Jun 14, 2010

Point of View in Narratives

"Point of view is an important concept in narrative analysis. It refers to the perspective from which a story is told. There at least three different aspects of point of view. The most common of these is sometimes called the ‘psychological point of view.’ This relates to whether the story is told from a first-person perspective by one of the participants or from a third-person perspective by an outside observer. A second aspect is ‘physical point of view.’ This refers to the narrator’s physical or temporal position in relation to the action described in the story. Does he or she give the impression of standing at a distance or being in the thick of the action? Finally, narrative analysis speak of ‘ideological point of view.’ This refers to the narrator’s feelings and attitudes toward the events and characters of the story. Is he or she sympathetic or hostile, trusting or suspicious, approving or disapproving?"
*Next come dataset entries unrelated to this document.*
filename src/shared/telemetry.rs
use thiserror::Error;
use tracing_subscriber::{filter::ParseError, EnvFilter};

#[derive(Debug, Error)]
pub enum TelemetryError {
  #[error("invalid log level/filter '{value}': {source}")]
  EnvFilter { value: String, source: ParseError },

  #[error("telemetry error: {0}")]
  Subscriber(Box<dyn std::error::Error + Send + Sync>),
}

/// Installs the global subscriber. `RUST_LOG` wins over the configured level.
pub fn init(log_level: &str) -> Result<(), TelemetryError> {
  let env_filter = match EnvFilter::try_from_default_env() {
    Ok(filter) => filter,
    Err(_) => EnvFilter::try_new(log_level).map_err(|source| {
      TelemetryError::EnvFilter {
        value: log_level.to_string(),
        source,
      }
    })?,
  };

  tracing_subscriber::fmt()
    .with_env_filter(env_filter)
    .with_target(false)
    .compact()
    .try_init()
    .map_err(TelemetryError::Subscriber)
}
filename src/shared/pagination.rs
use serde::{Deserialize, Serialize};
use validator_derive::Validate;

pub const DEFAULT_LIMIT: u64 = 10;
pub const DEFAULT_PAGE: u64 = 1;

#[derive(Debug, Clone, Copy, Deserialize, Validate, PartialEq, Eq)]
pub struct PageQuery {
  #[serde(default = "default_limit")]
  #[validate(range(min = 1, max = 100, message = "limit must be between 1 and 100"))]
  pub limit: u64,
  #[serde(default = "default_page")]
  #[validate(range(min = 1, message = "page must be at least 1"))]
  pub page: u64,
}

fn default_limit() -> u64 {
  DEFAULT_LIMIT
}

fn default_page() -> u64 {
  DEFAULT_PAGE
}

impl Default for PageQuery {
  fn default() -> Self {
    Self {
      limit: DEFAULT_LIMIT,
      page: DEFAULT_PAGE,
    }
  }
}

impl PageQuery {
  pub fn offset(&self) -> u64 {
    (self.page.saturating_sub(1)).saturating_mul(self.limit)
  }
}

#[derive(Debug, Clone, Serialize, Deserialize)]
#[serde(rename_all = "camelCase")]
pub struct Page<T> {
  pub results: Vec<T>,
  pub total: u64,
  pub page: u64,
  pub limit: u64,
  pub page_total: u64,
}

impl<T> Page<T> {
  pub fn new(results: Vec<T>, total: u64, query: &PageQuery) -> Self {
    Self {
      results,
      total,
      page: query.page,
      limit: query.limit,
      page_total: total.div_ceil(query.limit.max(1)),
    }
  }

  pub fn map<U>(self, f: impl FnMut(T) -> U) -> Page<U> {
    Page {
      results: self.results.into_iter().map(f).collect(),
      total: self.total,
      page: self.page,
      limit: self.limit,
      page_total: self.page_total,
    }
  }
}
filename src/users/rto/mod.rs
pub mod find_user_rto;
pub mod unauthorized_user_rto;
pub mod login_dto;
pub mod register_dto;
use serde::Deserialize;
use validator_derive::Validate;

use crate::shared::pagination::{PageQuery, DEFAULT_LIMIT, DEFAULT_PAGE};
use crate::shared::role::Role;
use crate::users::repository::user_repository::{UserFilter, Visibility};

/// Query string of the get-many operation.
#[derive(Debug, Clone, Deserialize, Validate)]
#[serde(rename_all = "camelCase")]
pub struct UserListQuery {
  #[serde(default = "default_limit")]
  #[validate(range(min = 1, max = 100, message = "limit must be between 1 and 100"))]
  pub limit: u64,
  #[serde(default = "default_page")]
  #[validate(range(min = 1, message = "page must be at least 1"))]
  pub page: u64,
  pub email: Option<String>,
  pub role_id: Option<Role>,
  pub active: Option<bool>,
}

fn default_limit() -> u64 {
  DEFAULT_LIMIT
}

fn default_page() -> u64 {
  DEFAULT_PAGE
}

impl UserListQuery {
  pub fn page(&self) -> PageQuery {
    PageQuery {
      limit: self.limit,
      page: self.page,
    }
  }

  pub fn filter(&self) -> UserFilter {
    UserFilter {
      visibility: Visibility::ExcludeDeleted,
      email: self.email.clone(),
      role: self.role_id,
      active: self.active,
    }
  }
}
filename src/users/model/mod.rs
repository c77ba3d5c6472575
pub mod user;
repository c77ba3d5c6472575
use actix_web::{HttpResponse, Responder};
use serde_json::json;

pub mod config;
pub mod hash_worker;
pub mod http_error;
pub mod middleware;
pub mod notifier;
pub mod pagination;
pub mod role;
pub mod rto;
pub mod telemetry;

pub async fn check_health() -> impl Responder {
  HttpResponse::Ok().json(json!({ "status": "ok" }))
}
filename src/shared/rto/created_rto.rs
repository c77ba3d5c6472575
use actix_web::{http::header, HttpResponse};
use serde::{Deserialize, Serialize};

#[derive(Debug, Clone, Serialize, Deserialize)]
pub struct CreatedRto {
  pub id: String,
}

impl CreatedRto {
  /// `201 Created` pointing at the new user.
  pub fn response(id: &str) -> HttpResponse {
    HttpResponse::Created()
      .content_type("application/json")
      .append_header((header::LOCATION, format!("/v1/users/{id}")))
      .json(CreatedRto { id: id.to_string() })
  }
}
//! Temporary password issuance for newly authorized users.

use rand::{distr::Alphanumeric, Rng};
use thiserror::Error;

#[derive(Debug, Error, PartialEq, Eq)]
pub enum CredentialError {
  #[error("No password satisfied the policy after {0} attempts")]
  Exhausted(usize),
}

/// Minimum character class counts an issued password must reach.
#[derive(Debug, Clone, Copy, PartialEq, Eq)]
pub struct PasswordPolicy {
  pub min_length: usize,
  pub max_length: usize,
  pub min_uppercase: usize,
  pub min_lowercase: usize,
  pub min_digits: usize,
}

impl Default for PasswordPolicy {
  fn default() -> Self {
    Self {
      min_length: 8,
      max_length: 12,
      min_uppercase: 3,
      min_lowercase: 3,
      min_digits: 2,
    }
  }
}

impl PasswordPolicy {
  pub fn is_strong_enough(&self, password: &str) -> bool {
    let length = password.chars().count();
    let count = |predicate: fn(&char) -> bool| {
      password.chars().filter(|c| predicate(c)).count()
    };

    (self.min_length..=self.max_length).contains(&length)
      && count(char::is_ascii_uppercase) >= self.min_uppercase
      && count(char::is_ascii_lowercase) >= self.min_lowercase
      && count(char::is_ascii_digit) >= self.min_digits
  }
}

#[derive(Debug, Clone)]
pub struct PasswordGenerator {
  policy: PasswordPolicy,
  max_attempts: usize,
}

impl PasswordGenerator {
  pub fn new(policy: PasswordPolicy, max_attempts: usize) -> Self {
    Self {
      policy,
      max_attempts,
    }
  }

  #[cfg(test)]
  pub fn policy(&self) -> &PasswordPolicy {
    &self.policy
  }

  pub fn generate(&self) -> Result<String, CredentialError> {
    self.generate_with(&mut rand::rng())
  }

  pub fn generate_with<R: Rng>(
    &self,
    rng: &mut R,
  ) -> Result<String, CredentialError> {
    let lengths = self.policy.min_length..=self.policy.max_length;
    self.generate_from(|| {
      let length = rng.random_range(lengths.clone());
      (0..length)
        .map(|_| char::from(rng.sample(Alphanumeric)))
        .collect()
    })
  }

  fn generate_from<F>(&self, mut candidate: F) -> Result<String, CredentialError>
  where
    F: FnMut() -> String,
  {
    (0..self.max_attempts)
      .map(|_| candidate())
      .find(|password| self.policy.is_strong_enough(password))
      .ok_or(CredentialError::Exhausted(self.max_attempts))
  }
}

impl Default for PasswordGenerator {
  fn default() -> Self {
    Self::new(PasswordPolicy::default(), 1000)
  }
}
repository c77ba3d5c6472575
use chrono::{DateTime, Utc};
use serde::{Deserialize, Serialize};

use crate::shared::role::{Role, RoleRto};
use crate::users::model::user::User;

/// A user joined with its role, without the password hash.
#[derive(Debug, Clone, Serialize, Deserialize, PartialEq, Eq)]
#[serde(rename_all = "camelCase")]
pub struct FindUserRto {
  pub id: String,
  pub email: String,
  pub role_id: Role,
  pub role: RoleRto,
  pub active: bool,
  pub expired_token: bool,
  pub created_at: DateTime<Utc>,
  pub updated_at: DateTime<Utc>,
  #[serde(default, skip_serializing_if = "Option::is_none")]
  pub deleted_at: Option<DateTime<Utc>>,
}

impl From<User> for FindUserRto {
  fn from(user: User) -> Self {
    Self {
      id: user.id,
      email: user.email,
      role_id: user.role,
      role: RoleRto::from(user.role),
      active: user.active,
      expired_token: user.expired_token,
      created_at: user.created_at,
      updated_at: user.updated_at,
      deleted_at: user.deleted_at,
    }
  }
}
use serde::{Deserialize, Serialize};
use thiserror::Error;

/// Role catalog. Users reference a role by its numeric id.
#[derive(Debug, Clone, Copy, PartialEq, Eq, Hash, Deserialize, Serialize)]
#[serde(try_from = "u32", into = "u32")]
pub enum Role {
  Admin = 1,
  Member = 2,
  Recruiter = 3,
  Employee = 4,
}

#[derive(Debug, Error, PartialEq, Eq)]
#[error("Unknown role id {0}")]
pub struct UnknownRole(pub u32);

impl Role {
  pub const fn id(self) -> u32 {
    self as u32
  }

  pub const fn name(self) -> &'static str {
    match self {
      Role::Admin => "Admin",
      Role::Member => "Member",
      Role::Recruiter => "Recruiter",
      Role::Employee => "Employee",
    }
  }
}

impl TryFrom<u32> for Role {
  type Error = UnknownRole;

  fn try_from(id: u32) -> Result<Self, Self::Error> {
    match id {
      1 => Ok(Role::Admin),
      2 => Ok(Role::Member),
      3 => Ok(Role::Recruiter),
      4 => Ok(Role::Employee),
      other => Err(UnknownRole(other)),
    }
  }
}

impl From<Role> for u32 {
  fn from(role: Role) -> Self {
    role.id()
  }
}

/// Joined role relation as rendered next to a user.
#[derive(Debug, Clone, Serialize, Deserialize, PartialEq, Eq)]
pub struct RoleRto {
  pub id: u32,
  pub role: String,
}

impl From<Role> for RoleRto {
  fn from(role: Role) -> Self {
    Self {
      id: role.id(),
      role: role.name().to_string(),
    }
  }
}

#[cfg(test)]
mod tests {
  use super::*;

  #[test]
  fn test_role_ids_round_trip_through_json() {
    let role: Role = serde_json::from_str("4").unwrap();
    assert_eq!(role, Role::Employee);
    assert_eq!(serde_json::to_string(&Role::Admin).unwrap(), "1");
  }

  #[test]
  fn test_unknown_role_id_is_rejected() {
    assert_eq!(Role::try_from(9), Err(UnknownRole(9)));
    assert!(serde_json::from_str::<Role>("0").is_err());
  }
}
Timothy Wiarda, Interpreting Gospel Narratives: Scenes, People, and Theology (Nashville: B&H Academic, 2010), 64.


Brian Small said...

Hey Charles,

Does Wiarda deal with characterization at all in his book?

Charles said...

Hi Brian:

Wiarda does deal with characterization fairly extensively. You might want to check out Google Books here: http://books.google.com/books?id=IGPNbHUW3YYC&printsec=frontcover&dq=Timothy+Wiarda&cd=2#v=onepage&q&f=false

Look under characterization in the subject index p. 237. You can then read some of the sections.

Brian Small said...

Thanks. I am surprised Google books already has a copy up. I requested the library to order a copy, but this is helpful to get quick access.

Charles said...

It is amazing. As you can see not all the book is available, but hopefully, at least some of the parts you are interested in are accessible, at least until the library gets a copy.

Brian Small said...

Yes, fortunately the sections on characterization were largely intact. I have already incorporated a quote into my document. Thanks.